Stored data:
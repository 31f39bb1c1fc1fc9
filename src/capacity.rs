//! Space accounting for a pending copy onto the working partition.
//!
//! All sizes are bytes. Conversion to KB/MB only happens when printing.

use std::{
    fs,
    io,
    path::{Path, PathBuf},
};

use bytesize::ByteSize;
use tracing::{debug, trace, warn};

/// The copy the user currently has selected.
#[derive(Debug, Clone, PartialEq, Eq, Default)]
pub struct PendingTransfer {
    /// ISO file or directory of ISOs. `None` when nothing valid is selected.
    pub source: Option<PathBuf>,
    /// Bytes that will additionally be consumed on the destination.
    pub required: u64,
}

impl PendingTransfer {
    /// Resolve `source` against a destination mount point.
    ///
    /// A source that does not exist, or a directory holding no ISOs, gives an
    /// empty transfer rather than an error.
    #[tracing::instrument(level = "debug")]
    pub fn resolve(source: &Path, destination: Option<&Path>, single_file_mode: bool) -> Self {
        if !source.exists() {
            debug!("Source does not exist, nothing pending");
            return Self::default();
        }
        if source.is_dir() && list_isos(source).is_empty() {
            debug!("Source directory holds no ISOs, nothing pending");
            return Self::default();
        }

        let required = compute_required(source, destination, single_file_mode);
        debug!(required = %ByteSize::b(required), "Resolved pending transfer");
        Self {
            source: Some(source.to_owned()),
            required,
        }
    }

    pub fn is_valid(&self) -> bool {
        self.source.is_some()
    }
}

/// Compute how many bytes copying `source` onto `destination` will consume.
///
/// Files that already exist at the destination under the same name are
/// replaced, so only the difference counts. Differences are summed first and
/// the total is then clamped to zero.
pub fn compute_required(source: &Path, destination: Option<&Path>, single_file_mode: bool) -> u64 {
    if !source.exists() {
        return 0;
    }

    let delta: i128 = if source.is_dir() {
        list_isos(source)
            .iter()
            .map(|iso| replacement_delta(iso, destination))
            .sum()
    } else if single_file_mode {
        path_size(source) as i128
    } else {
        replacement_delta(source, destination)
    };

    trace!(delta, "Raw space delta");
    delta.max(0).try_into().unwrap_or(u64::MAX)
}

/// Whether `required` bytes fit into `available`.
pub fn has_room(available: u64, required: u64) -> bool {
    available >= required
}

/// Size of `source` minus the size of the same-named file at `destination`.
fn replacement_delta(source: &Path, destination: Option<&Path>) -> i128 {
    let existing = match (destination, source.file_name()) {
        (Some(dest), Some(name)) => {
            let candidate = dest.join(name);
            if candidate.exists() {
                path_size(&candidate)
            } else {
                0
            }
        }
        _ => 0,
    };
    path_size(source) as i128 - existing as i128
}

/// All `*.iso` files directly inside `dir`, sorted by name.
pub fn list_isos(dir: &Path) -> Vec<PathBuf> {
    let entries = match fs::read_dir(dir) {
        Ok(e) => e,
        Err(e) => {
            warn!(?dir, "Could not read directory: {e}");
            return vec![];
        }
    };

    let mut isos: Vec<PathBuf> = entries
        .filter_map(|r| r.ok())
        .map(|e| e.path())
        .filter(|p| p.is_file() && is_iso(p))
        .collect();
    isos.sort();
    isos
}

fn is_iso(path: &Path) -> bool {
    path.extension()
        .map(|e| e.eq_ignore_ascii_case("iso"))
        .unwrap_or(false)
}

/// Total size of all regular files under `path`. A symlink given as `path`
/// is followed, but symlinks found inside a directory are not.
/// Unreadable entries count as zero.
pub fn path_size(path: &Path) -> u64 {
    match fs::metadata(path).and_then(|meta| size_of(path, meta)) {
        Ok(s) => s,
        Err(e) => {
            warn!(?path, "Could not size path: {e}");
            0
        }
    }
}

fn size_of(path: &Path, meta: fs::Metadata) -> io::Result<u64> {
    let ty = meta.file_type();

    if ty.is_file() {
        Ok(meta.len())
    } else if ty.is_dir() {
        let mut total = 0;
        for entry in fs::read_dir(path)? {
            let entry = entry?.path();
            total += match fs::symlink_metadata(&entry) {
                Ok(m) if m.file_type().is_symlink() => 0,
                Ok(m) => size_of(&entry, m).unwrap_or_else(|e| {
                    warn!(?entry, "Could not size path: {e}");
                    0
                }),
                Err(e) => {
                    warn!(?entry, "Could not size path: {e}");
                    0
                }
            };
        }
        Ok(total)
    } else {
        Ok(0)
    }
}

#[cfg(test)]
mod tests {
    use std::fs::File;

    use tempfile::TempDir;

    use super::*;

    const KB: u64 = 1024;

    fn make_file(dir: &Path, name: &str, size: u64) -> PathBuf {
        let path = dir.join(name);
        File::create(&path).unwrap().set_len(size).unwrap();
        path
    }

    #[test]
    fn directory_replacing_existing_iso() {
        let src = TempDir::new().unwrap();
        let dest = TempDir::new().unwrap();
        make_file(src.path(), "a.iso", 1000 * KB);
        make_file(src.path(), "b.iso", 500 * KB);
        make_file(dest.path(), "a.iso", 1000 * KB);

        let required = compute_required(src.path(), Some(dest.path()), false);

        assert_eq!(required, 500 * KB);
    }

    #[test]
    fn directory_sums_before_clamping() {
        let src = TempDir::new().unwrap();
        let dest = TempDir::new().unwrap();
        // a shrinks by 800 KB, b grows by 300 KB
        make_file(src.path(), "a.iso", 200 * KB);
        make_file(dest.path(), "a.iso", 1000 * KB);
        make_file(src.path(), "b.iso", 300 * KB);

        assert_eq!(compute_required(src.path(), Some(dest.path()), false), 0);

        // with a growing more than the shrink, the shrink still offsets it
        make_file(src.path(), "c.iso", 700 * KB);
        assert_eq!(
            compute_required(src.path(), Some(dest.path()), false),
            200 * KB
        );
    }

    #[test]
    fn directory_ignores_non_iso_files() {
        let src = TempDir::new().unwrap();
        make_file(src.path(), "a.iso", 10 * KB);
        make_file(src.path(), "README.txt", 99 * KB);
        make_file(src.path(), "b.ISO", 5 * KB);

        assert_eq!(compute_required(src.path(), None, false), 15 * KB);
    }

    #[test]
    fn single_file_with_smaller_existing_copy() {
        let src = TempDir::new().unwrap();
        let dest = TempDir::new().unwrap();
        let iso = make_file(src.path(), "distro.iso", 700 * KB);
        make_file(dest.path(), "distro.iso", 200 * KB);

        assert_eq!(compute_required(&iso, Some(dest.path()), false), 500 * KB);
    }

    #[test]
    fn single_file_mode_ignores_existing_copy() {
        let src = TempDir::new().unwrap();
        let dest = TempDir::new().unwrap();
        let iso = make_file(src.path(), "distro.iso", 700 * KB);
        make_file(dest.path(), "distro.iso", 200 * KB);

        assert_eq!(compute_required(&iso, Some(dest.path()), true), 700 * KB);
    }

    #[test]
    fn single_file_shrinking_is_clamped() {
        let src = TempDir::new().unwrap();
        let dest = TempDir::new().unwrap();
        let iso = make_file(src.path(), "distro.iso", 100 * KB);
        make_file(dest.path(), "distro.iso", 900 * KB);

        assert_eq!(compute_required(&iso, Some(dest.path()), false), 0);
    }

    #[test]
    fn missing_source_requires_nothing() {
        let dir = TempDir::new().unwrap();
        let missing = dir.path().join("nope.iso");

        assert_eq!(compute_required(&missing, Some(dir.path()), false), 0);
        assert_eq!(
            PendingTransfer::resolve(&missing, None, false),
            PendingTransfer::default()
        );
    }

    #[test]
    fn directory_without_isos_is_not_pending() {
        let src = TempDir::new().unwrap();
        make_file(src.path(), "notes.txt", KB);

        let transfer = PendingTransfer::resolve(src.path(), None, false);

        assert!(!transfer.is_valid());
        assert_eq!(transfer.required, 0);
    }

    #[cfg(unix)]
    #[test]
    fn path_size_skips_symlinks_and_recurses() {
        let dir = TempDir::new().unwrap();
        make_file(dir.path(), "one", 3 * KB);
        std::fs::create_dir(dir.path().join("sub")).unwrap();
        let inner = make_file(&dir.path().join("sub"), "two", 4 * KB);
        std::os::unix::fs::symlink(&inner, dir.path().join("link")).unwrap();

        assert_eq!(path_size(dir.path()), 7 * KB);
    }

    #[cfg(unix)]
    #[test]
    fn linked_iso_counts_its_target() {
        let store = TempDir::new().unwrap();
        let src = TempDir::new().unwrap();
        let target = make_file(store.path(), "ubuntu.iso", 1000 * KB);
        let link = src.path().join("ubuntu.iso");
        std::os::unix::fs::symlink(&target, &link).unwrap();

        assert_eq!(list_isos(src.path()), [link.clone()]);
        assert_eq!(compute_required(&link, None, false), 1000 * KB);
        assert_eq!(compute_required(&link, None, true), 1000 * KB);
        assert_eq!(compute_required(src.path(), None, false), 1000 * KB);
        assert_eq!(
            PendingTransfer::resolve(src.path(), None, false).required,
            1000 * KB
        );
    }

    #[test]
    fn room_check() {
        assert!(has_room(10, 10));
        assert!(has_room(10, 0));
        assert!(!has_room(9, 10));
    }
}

◆ **What the task asks**
Take each line above that holds the string "when" and copy it.

◆ **Answer for the task**
//! All sizes are bytes. Conversion to KB/MB only happens when printing.
    /// ISO file or directory of ISOs. `None` when nothing valid is selected.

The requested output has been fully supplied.